My default recollection has always been that the notion to become a sports writer came to me late. Relatively. I’d dabbled in it loosely in high school, and for a few bucks for the first time as a college senior — a bored business major with a native ability to string words together, I’d noticed, better than a lot of my peers in English class.
Once I failed my life-long quest, to that point, to become a major-league ballplayer — getting into the race in the minors but barely off the starting line really — sports writing became a viable option that wound up being more than viable. But it seemed accidental. I would do it a while, have some fun, then get on with coaching college baseball, my real calling.
But when I found out earlier today that Stan Hochman, an all-time great, wise, savvy, prolific and ballsy Philadelphia sports columnist, had died at 86, it hit me that my recollection was faulty. I realized this because, out of the brain dust and cobwebs matted atop each other, I remembered my one and only brush with Stan Hochman.
I’m not here to say he was my hero or mentor. But looking back, he damn well might have been my inspiration. It only took me 45 years to figure that out.
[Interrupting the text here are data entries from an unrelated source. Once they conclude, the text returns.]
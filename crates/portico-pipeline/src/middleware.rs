//! Core middleware trait and the `Next` continuation.
//!
//! This module defines the [`Middleware`] trait that all middleware
//! implement, and the consuming [`Next`] continuation each step uses
//! to hand control to the rest of the chain.
//!
//! # Example
//!
//! ```rust
//! use portico_pipeline::{BoxFuture, Middleware, Next};
//! use portico_core::{HttpResult, RequestContext, ResponseWriter};
//!
//! struct TimingMiddleware;
//!
//! impl Middleware for TimingMiddleware {
//!     fn name(&self) -> &'static str {
//!         "timing"
//!     }
//!
//!     fn handle<'a>(
//!         &'a self,
//!         req: &'a mut RequestContext,
//!         res: &'a mut ResponseWriter,
//!         next: Next<'a>,
//!     ) -> BoxFuture<'a, HttpResult<()>> {
//!         Box::pin(async move {
//!             let start = std::time::Instant::now();
//!             let result = next.run(req, res).await;
//!             tracing::debug!(elapsed = ?start.elapsed(), "request handled");
//!             result
//!         })
//!     }
//! }
//! ```

use std::future::Future;
use std::pin::Pin;

use portico_core::{HttpResult, RequestContext, ResponseWriter};

use crate::step::PipelineStep;

/// A boxed future returned by pipeline steps.
pub type BoxFuture<'a, T> = Pin<Box<dyn Future<Output = T> + Send + 'a>>;

/// The terminal function ending a chain.
///
/// The runner invokes this when every step has continued; in the
/// server this is the endpoint handler (or the not-found responder
/// for routing misses).
pub type Terminal = dyn for<'a> Fn(&'a mut RequestContext, &'a mut ResponseWriter) -> BoxFuture<'a, HttpResult<()>>
    + Send
    + Sync;

/// The universal pipeline unit.
///
/// Middleware receives the mutable request context, the response
/// writer, and a [`Next`] continuation. It may:
///
/// - call `next.run(...)` once to continue the chain,
/// - skip `next` and write the response to short-circuit,
/// - return `Err` to escape to the configured error handler.
///
/// Code before the `next` call runs outside-in; code after it runs
/// inside-out.
pub trait Middleware: Send + Sync + 'static {
    /// Returns the name of this middleware, used in logs.
    fn name(&self) -> &'static str;

    /// Processes the request through this middleware.
    fn handle<'a>(
        &'a self,
        req: &'a mut RequestContext,
        res: &'a mut ResponseWriter,
        next: Next<'a>,
    ) -> BoxFuture<'a, HttpResult<()>>;
}

/// Continuation for the remainder of the chain.
///
/// `run` consumes the continuation, so each step can invoke the rest
/// of the chain at most once; not invoking it short-circuits.
pub struct Next<'a> {
    inner: NextInner<'a>,
}

enum NextInner<'a> {
    /// Nested continuation built by the recursive strategy.
    Chain {
        step: &'a PipelineStep,
        rest: Box<Next<'a>>,
    },
    /// Cursor over the step slice used by the iterative strategy.
    Cursor {
        steps: &'a [PipelineStep],
        index: usize,
        terminal: &'a Terminal,
    },
    /// End of chain.
    Terminal(&'a Terminal),
}

impl<'a> Next<'a> {
    /// Creates a continuation that applies `step` and then `rest`.
    pub(crate) fn chain(step: &'a PipelineStep, rest: Next<'a>) -> Self {
        Self {
            inner: NextInner::Chain {
                step,
                rest: Box::new(rest),
            },
        }
    }

    /// Creates a cursor continuation starting at the first step.
    pub(crate) fn cursor(steps: &'a [PipelineStep], terminal: &'a Terminal) -> Self {
        Self {
            inner: NextInner::Cursor {
                steps,
                index: 0,
                terminal,
            },
        }
    }

    /// Creates a terminal continuation.
    pub(crate) fn terminal(terminal: &'a Terminal) -> Self {
        Self {
            inner: NextInner::Terminal(terminal),
        }
    }

    /// Invokes the rest of the chain.
    ///
    /// Consumes `self`, so it can only be called once.
    pub async fn run(
        self,
        req: &mut RequestContext,
        res: &mut ResponseWriter,
    ) -> HttpResult<()> {
        match self.inner {
            NextInner::Chain { step, rest } => step.apply(req, res, *rest).await,
            NextInner::Cursor {
                steps,
                index,
                terminal,
            } => {
                if let Some(step) = steps.get(index) {
                    let next = Self {
                        inner: NextInner::Cursor {
                            steps,
                            index: index + 1,
                            terminal,
                        },
                    };
                    step.apply(req, res, next).await
                } else {
                    terminal(req, res).await
                }
            }
            NextInner::Terminal(terminal) => terminal(req, res).await,
        }
    }
}

/// A middleware created from a function.
///
/// Allows defining simple middleware without a dedicated type.
///
/// # Example
///
/// ```rust
/// use portico_pipeline::FnMiddleware;
///
/// let middleware = FnMiddleware::new("server-header", |req, res, next| {
///     Box::pin(async move {
///         res.header("server", "portico");
///         next.run(req, res).await
///     })
/// });
/// ```
pub struct FnMiddleware<F> {
    name: &'static str,
    func: F,
}

impl<F> FnMiddleware<F>
where
    F: for<'a> Fn(
            &'a mut RequestContext,
            &'a mut ResponseWriter,
            Next<'a>,
        ) -> BoxFuture<'a, HttpResult<()>>
        + Send
        + Sync
        + 'static,
{
    /// Creates a new function-based middleware.
    ///
    /// The bound on the constructor guides closure inference: the
    /// function must return a boxed future borrowing from its
    /// arguments.
    pub const fn new(name: &'static str, func: F) -> Self {
        Self { name, func }
    }
}

impl<F> Middleware for FnMiddleware<F>
where
    F: for<'a> Fn(
            &'a mut RequestContext,
            &'a mut ResponseWriter,
            Next<'a>,
        ) -> BoxFuture<'a, HttpResult<()>>
        + Send
        + Sync
        + 'static,
{
    fn name(&self) -> &'static str {
        self.name
    }

    fn handle<'a>(
        &'a self,
        req: &'a mut RequestContext,
        res: &'a mut ResponseWriter,
        next: Next<'a>,
    ) -> BoxFuture<'a, HttpResult<()>> {
        (self.func)(req, res, next)
    }
}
As a kid, 9 or 10 maybe, I was at the Spectrum in Philly with my dad. We were at a 76ers game, although it actually might have been the NBA all-star game. I know I attended the latter around that time in the late ’60s, because I still have the game program in a box in the attic — um, unless I sold it a couple years ago. I think I might have sold it. I’m pretty sure it had Bob Lanier’s autograph on it and I thought, hell, that’s got to be worth a few bucks online. Yeah, I hate to think I sold it . . .
Anyway, why I bring this up: I was just a little kid but I full-well knew who Stan Hochman was. THE awesome columnist for the Philly Daily News, a raucous, tabloid, afternoon daily at the time that ran long stories and devoted pages and pages to sports coverage, many more pages than the Inquirer.
So I am at the game. I am walking by the court during warmups to sneak peeks at the players, perhaps the all-stars. I recognize Stan Hochman from the picture on his column. He is sitting at his seat on press row. I have never spoken to a sports writer in my life. I have no reason to speak to a sports writer. And I have no idea why something moved me, a shy kid with nothing to really say to anybody, to speak to Stan Hochman, of all people, at that moment. (And what would I say anyway?) But I did speak to him. I stopped at his seat. I don’t recall interrupting him, I think he was just sitting there. And my memory tells me I said something along the lines of “Excuse me, Mr. Hochman?” My memory tells me he turned and looked at me. He did not ignore me or tell me to get lost. “Yes, son?”
I told him I really liked his writing. What the hell? What? But he was gracious. He said thank you. And again, for some reason I didn’t quit while I was ahead but I continued: “May I ask you, how did you become a sports writer? How DO you become a sports writer?”
Foreshadowing? Where did THAT come from? I’d always thought I was big-leagues-or-bust. No Plan B. Having a Plan B meant you werent’t all in on Plan A. Who knew I was actually working on B as a pre-teen? Stan Hochman remained pleasant. Patient. I haven’t Googled this, so my memory could be exposed as very wrong and this was all a dream, in which case this would all be embarrassing. But Stan Hochman answered my question. My questions. My recollection is — again, I haven’t awoken Mr. Google — he said he had been in the Navy, and no, he had not gone to college to become a sports writer (I had asked him if he’d gone to college to become a sports writer). Somehow, it had just happened, he said. He started writing and soon enough he had become Stan Hochman, the sports writer (soon to be the Philly sports writing legend). And he said kid, you could do it, too. If you want to do it, why not? You could do it, too.
I thanked him and moved along, wary even then of over-staying my welcome and being a pain in the ass. But I had shared Stan Hochman’s space for maybe 60 seconds. He had encouraged me, some dumb kid bugging him before a game. I went on and continued to read his blunt, witty, bare-knuckle column in a bare-knuckle pro sports town for years and years.
And in the end, I did not go to school to become a sports writer. I just started writing, and soon enough I was a sports writer. Damn if Stan Hochman hadn’t said it could be so. Damn if he wasn’t right.
Tom,
Great story! I am sure you have been a Stan Hochman to someone or “someones”. I know you have inspire and helped others on the baseball field. Really enjoy the blog!